It was hope, nothing more, nothing less. Just some rare chance that I might make it. If I focus all my energy in this one area, I just might swim fast enough to make the cut. Yeah, right. No way. Somehow, these things make me motivated. Just push further, a little further, and you might make it! Lots and lots of hope was all I had, and even that was beginning to die.
You can’t hear anyone else screaming, it’s just you screaming at yourself and the pounding of your own head from it. The pool is like an isolated rain forest, with you at its center. You find yourself out far too soon, but you don’t want to do it again, until you see that you are unsuccessful in your mission. You didn’t really make it; it was just your imagination to think that you could actually swim the 50 free in under 32 seconds. The clock beat you, yet again.
“But Mom, I don’t want to take the test on that day! Isn’t there any other day I could take the ACT?” I complained, once I‘d found out that the 2009 B meet (you had to qualify for the A meet; everyone else goes to the B meet) was on the same day as the high school test I was taking, the dreaded ACT.

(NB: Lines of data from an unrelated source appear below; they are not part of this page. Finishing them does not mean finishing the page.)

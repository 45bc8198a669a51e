//! Fixed-width scalars, length-prefixed modified UTF-8 strings and arrays
//! in either byte order.

mod endian;
mod read;
mod write;

pub use endian::*;
pub use read::*;
pub use write::*;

“Honey, it’s the only way you can get into PATH. Don’t you want that?” my mom answered, exasperated. She gave me one of those “stop complaining or you’re going to get in trouble” looks that no one likes, me at the very least.
“Well, yeah, but why’d they have to put it on the same day? Students have other activities too, you know.” I responded, frustrated and disappointed.
“Well, if you make the A meet, you won’t have to worry about it,” My mom’s logic angered me further. She wasn’t helping my confidence here.
Later that swim season, on Saturday, January 24th, 2009, my last non-championship swim meet took place at the Holland City Aquatic Center. All my bravado kept in my head that I would make the A meet- just barely, but I still thought I could make it made my hopes jump, like a Twilight fan having a Twilight movie marathon the night before the release of Breaking Dawn (including life-sized posters of Edward Cullen).
My first event was not qualified for the A meet. ‘Sigh. Well, I still have a few more events I could qualify in…..’ I thought.
My second event was one with no better luck. I was relying on either my 200 yard freestyle relay ( even though I was pretty certain I wasn’t going to qualify in that one) or the 50 yard freestyle..
It was time for the 50 free. My heat, the fourth group of swimmers, was mostly mid- to low- thirty seconds time wise- also the cut for the lowest A-meet times. The majority of the swimmers in this heat, however, would not even qualify for the A-meet. With butterflies in my stomach, clammy palms, and a thudding heart, I repeated to myself ‘You can do this; you can do this; just focus, kick and pull like you never have before. Make the A-meet.’
"Timers, please clear your watches.” The judge of the swim meet paused for them to clear the previous times.
“Swimmers please step up,” another pause for us, “Take your marks,” one final pause, followed by a shrill beep that sent a tremor up my spine, forcing me to start. The chilly water felt like a soft washcloth brushing my flushed cheeks. Stroke, stroke, stroke, stroke, BREATH (gasping for air). That pattern continued (with a lot of kick fasters! from my head) until I was about two feet away from the wall, when I took one more breath and then did my flip turn. I paused for a small fraction of a second, hoping that my push off would be good, and then sprung off back towards the opposing wall I’d just come from.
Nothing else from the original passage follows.